▸ **SUPPLIED DATA**

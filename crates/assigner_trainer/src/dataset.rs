//! CSV dataset loading and preprocessing
//!
//! Reads ticket rows with columns `title`, `description`, `labels` and
//! `assignee`. The labels cell holds a JSON array of strings; quotes inside
//! quoted cells are escaped with a backslash.

use crate::errors::TrainerError;
use serde::Deserialize;
use std::collections::BTreeMap;
use std::fs::File;
use std::io::Read;
use std::path::Path;
use ticket_assigner_core::deterministic::row_hash;
use ticket_assigner_core::{Labels, Ticket};

#[derive(Debug, Deserialize)]
struct RawRecord {
    #[serde(default)]
    title: String,
    #[serde(default)]
    description: String,
    #[serde(default)]
    labels: String,
    assignee: String,
}

/// One training row: the ticket and its known assignee
#[derive(Clone, Debug, PartialEq)]
pub struct TicketRecord {
    pub ticket: Ticket,
    pub assignee: String,
}

/// Training dataset of labelled tickets
#[derive(Clone, Debug, Default)]
pub struct Dataset {
    pub records: Vec<TicketRecord>,
}

impl Dataset {
    pub fn new(records: Vec<TicketRecord>) -> Self {
        Self { records }
    }

    /// Load dataset from a CSV file with a header row
    pub fn from_csv<P: AsRef<Path>>(path: P) -> Result<Self, TrainerError> {
        let file = File::open(path.as_ref()).map_err(|e| {
            TrainerError::Dataset(format!("cannot open {}: {e}", path.as_ref().display()))
        })?;
        Self::from_reader(file)
    }

    /// Parse CSV from any reader
    pub fn from_reader<R: Read>(reader: R) -> Result<Self, TrainerError> {
        let mut reader = csv::ReaderBuilder::new()
            .has_headers(true)
            .escape(Some(b'\\'))
            .from_reader(reader);

        if !reader.headers()?.iter().any(|h| h == "assignee") {
            return Err(TrainerError::Dataset(
                "header row has no 'assignee' column".to_string(),
            ));
        }

        let mut records = Vec::new();
        for (idx, result) in reader.deserialize::<RawRecord>().enumerate() {
            let row = idx + 1;
            let raw = result.map_err(|e| match e.kind() {
                csv::ErrorKind::Deserialize { .. } | csv::ErrorKind::UnequalLengths { .. } => {
                    TrainerError::InvalidRow {
                        row,
                        message: e.to_string(),
                    }
                }
                _ => TrainerError::Csv(e),
            })?;

            let labels: Vec<String> =
                serde_json::from_str(&raw.labels).map_err(|e| TrainerError::InvalidRow {
                    row,
                    message: format!("labels {:?} is not a JSON array of strings: {e}", raw.labels),
                })?;

            records.push(TicketRecord {
                ticket: Ticket::new(raw.title, raw.description, Labels::List(labels)),
                assignee: raw.assignee,
            });
        }

        Ok(Self { records })
    }

    /// Get number of samples
    pub fn len(&self) -> usize {
        self.records.len()
    }

    /// Check if dataset is empty
    pub fn is_empty(&self) -> bool {
        self.records.is_empty()
    }

    /// Normalized feature text of every row
    pub fn texts(&self) -> Vec<String> {
        self.records.iter().map(|r| r.ticket.feature_text()).collect()
    }

    pub fn assignees(&self) -> Vec<&str> {
        self.records.iter().map(|r| r.assignee.as_str()).collect()
    }

    /// Rows per assignee, in assignee order
    pub fn label_counts(&self) -> BTreeMap<String, usize> {
        let mut counts = BTreeMap::new();
        for record in &self.records {
            *counts.entry(record.assignee.clone()).or_insert(0) += 1;
        }
        counts
    }

    /// Deterministically shuffle the rows using `seed`
    pub fn shuffle(&mut self, seed: u64) {
        let mut keyed: Vec<(u64, usize, TicketRecord)> = self
            .records
            .drain(..)
            .enumerate()
            .map(|(i, record)| (row_hash(i, seed), i, record))
            .collect();

        keyed.sort_by_key(|(hash, i, _)| (*hash, *i));
        self.records = keyed.into_iter().map(|(_, _, record)| record).collect();
    }

    /// Split into `(train, test)`; the test part holds the last
    /// `ceil(len * test_fraction)` rows.
    ///
    /// A non-zero fraction always leaves at least one row on each side when
    /// the dataset has two or more rows.
    pub fn split(&self, test_fraction: f64) -> Result<(Dataset, Dataset), TrainerError> {
        if !(0.0..1.0).contains(&test_fraction) {
            return Err(TrainerError::Dataset(format!(
                "test fraction must be in [0, 1), got {test_fraction}"
            )));
        }

        let n = self.len();
        let mut n_test = (n as f64 * test_fraction).ceil() as usize;
        if test_fraction > 0.0 && n >= 2 {
            n_test = n_test.clamp(1, n - 1);
        }
        let n_test = n_test.min(n);

        let (train, test) = self.records.split_at(n - n_test);
        Ok((Dataset::new(train.to_vec()), Dataset::new(test.to_vec())))
    }
}

#[cfg(test)]
mod tests {
    use super::*;

    const SAMPLE: &str = r#"title,description,labels,assignee
Fix login bug,Users cannot log in,"[\"bug\", \"auth\"]",alice
Add dark mode,UI theme request,"[\"feature\", \"ui\"]",bob
Slow query,"Timeout, under load","[]",carol
"#;

    #[test]
    fn test_parse_rows() {
        let dataset = Dataset::from_reader(SAMPLE.as_bytes()).unwrap();

        assert_eq!(dataset.len(), 3);
        assert_eq!(
            dataset.records[0].ticket.labels,
            Labels::List(vec!["bug".to_string(), "auth".to_string()])
        );
        assert_eq!(dataset.records[2].ticket.description, "Timeout, under load");
        assert_eq!(
            dataset.texts()[0],
            "Fix login bug Users cannot log in bug auth"
        );
        assert_eq!(dataset.assignees(), vec!["alice", "bob", "carol"]);
    }

    #[test]
    fn test_bad_labels_name_the_row() {
        let csv = "title,description,labels,assignee\na,b,\"[]\",x\nc,d,not-json,y\n";
        let err = Dataset::from_reader(csv.as_bytes()).unwrap_err();
        assert!(matches!(err, TrainerError::InvalidRow { row: 2, .. }));

        let csv = "title,description,labels,assignee\na,b,\"[1, 2]\",x\n";
        assert!(matches!(
            Dataset::from_reader(csv.as_bytes()),
            Err(TrainerError::InvalidRow { row: 1, .. })
        ));
    }

    #[test]
    fn test_short_row_names_the_row() {
        let csv = "title,description,labels,assignee\na,b,\"[]\",x\nc,d\n";
        let err = Dataset::from_reader(csv.as_bytes()).unwrap_err();
        assert!(matches!(err, TrainerError::InvalidRow { row: 2, .. }));
    }

    #[test]
    fn test_reader_errors_are_csv_errors() {
        let bytes: &[u8] = b"title,description,labels,assignee\n\xff\xfe,b,\"[]\",x\n";
        let err = Dataset::from_reader(bytes).unwrap_err();
        assert!(matches!(err, TrainerError::Csv(_)), "got {err:?}");
    }

    #[test]
    fn test_missing_assignee_column() {
        let csv = "title,description,labels\na,b,\"[]\"\n";
        assert!(matches!(
            Dataset::from_reader(csv.as_bytes()),
            Err(TrainerError::Dataset(_))
        ));
    }

    #[test]
    fn test_missing_file() {
        assert!(matches!(
            Dataset::from_csv("/definitely/not/here.csv"),
            Err(TrainerError::Dataset(_))
        ));
    }

    #[test]
    fn test_label_counts() {
        let dataset = Dataset::from_reader(SAMPLE.as_bytes()).unwrap();
        let counts = dataset.label_counts();
        assert_eq!(counts.len(), 3);
        assert_eq!(counts["alice"], 1);
    }

    #[test]
    fn test_shuffle_determinism() {
        let mut ds1 = Dataset::from_reader(SAMPLE.as_bytes()).unwrap();
        let mut ds2 = ds1.clone();

        ds1.shuffle(42);
        ds2.shuffle(42);

        assert_eq!(ds1.records, ds2.records);
        assert_eq!(ds1.len(), 3);
    }

    #[test]
    fn test_split_sizes() {
        let record = TicketRecord {
            ticket: Ticket::default(),
            assignee: "a".to_string(),
        };
        let dataset = Dataset::new(vec![record; 10]);

        let (train, test) = dataset.split(0.2).unwrap();
        assert_eq!((train.len(), test.len()), (8, 2));

        let (train, test) = dataset.split(0.25).unwrap();
        assert_eq!((train.len(), test.len()), (7, 3));

        let (train, test) = dataset.split(0.0).unwrap();
        assert_eq!((train.len(), test.len()), (10, 0));

        let two = Dataset::new(dataset.records[..2].to_vec());
        let (train, test) = two.split(0.2).unwrap();
        assert_eq!((train.len(), test.len()), (1, 1));

        assert!(dataset.split(1.0).is_err());
        assert!(dataset.split(-0.1).is_err());
    }
}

▸ **TRY IT**
The reply should hold only the lines from the beginning of the listing above through the line with "let row = idx + 1;", each one written exactly as it appears.

▸ **RESULT OF THIS TASK**
filename crates/assigner_trainer/src/dataset.rs
//! CSV dataset loading and preprocessing
//!
//! Reads ticket rows with columns `title`, `description`, `labels` and
//! `assignee`. The labels cell holds a JSON array of strings; quotes inside
//! quoted cells are escaped with a backslash.

use crate::errors::TrainerError;
use serde::Deserialize;
use std::collections::BTreeMap;
use std::fs::File;
use std::io::Read;
use std::path::Path;
use ticket_assigner_core::deterministic::row_hash;
use ticket_assigner_core::{Labels, Ticket};

#[derive(Debug, Deserialize)]
struct RawRecord {
    #[serde(default)]
    title: String,
    #[serde(default)]
    description: String,
    #[serde(default)]
    labels: String,
    assignee: String,
}

/// One training row: the ticket and its known assignee
#[derive(Clone, Debug, PartialEq)]
pub struct TicketRecord {
    pub ticket: Ticket,
    pub assignee: String,
}

/// Training dataset of labelled tickets
#[derive(Clone, Debug, Default)]
pub struct Dataset {
    pub records: Vec<TicketRecord>,
}

impl Dataset {
    pub fn new(records: Vec<TicketRecord>) -> Self {
        Self { records }
    }

    /// Load dataset from a CSV file with a header row
    pub fn from_csv<P: AsRef<Path>>(path: P) -> Result<Self, TrainerError> {
        let file = File::open(path.as_ref()).map_err(|e| {
            TrainerError::Dataset(format!("cannot open {}: {e}", path.as_ref().display()))
        })?;
        Self::from_reader(file)
    }

    /// Parse CSV from any reader
    pub fn from_reader<R: Read>(reader: R) -> Result<Self, TrainerError> {
        let mut reader = csv::ReaderBuilder::new()
            .has_headers(true)
            .escape(Some(b'\\'))
            .from_reader(reader);

        if !reader.headers()?.iter().any(|h| h == "assignee") {
            return Err(TrainerError::Dataset(
                "header row has no 'assignee' column".to_string(),
            ));
        }

        let mut records = Vec::new();
        for (idx, result) in reader.deserialize::<RawRecord>().enumerate() {
            let row = idx + 1;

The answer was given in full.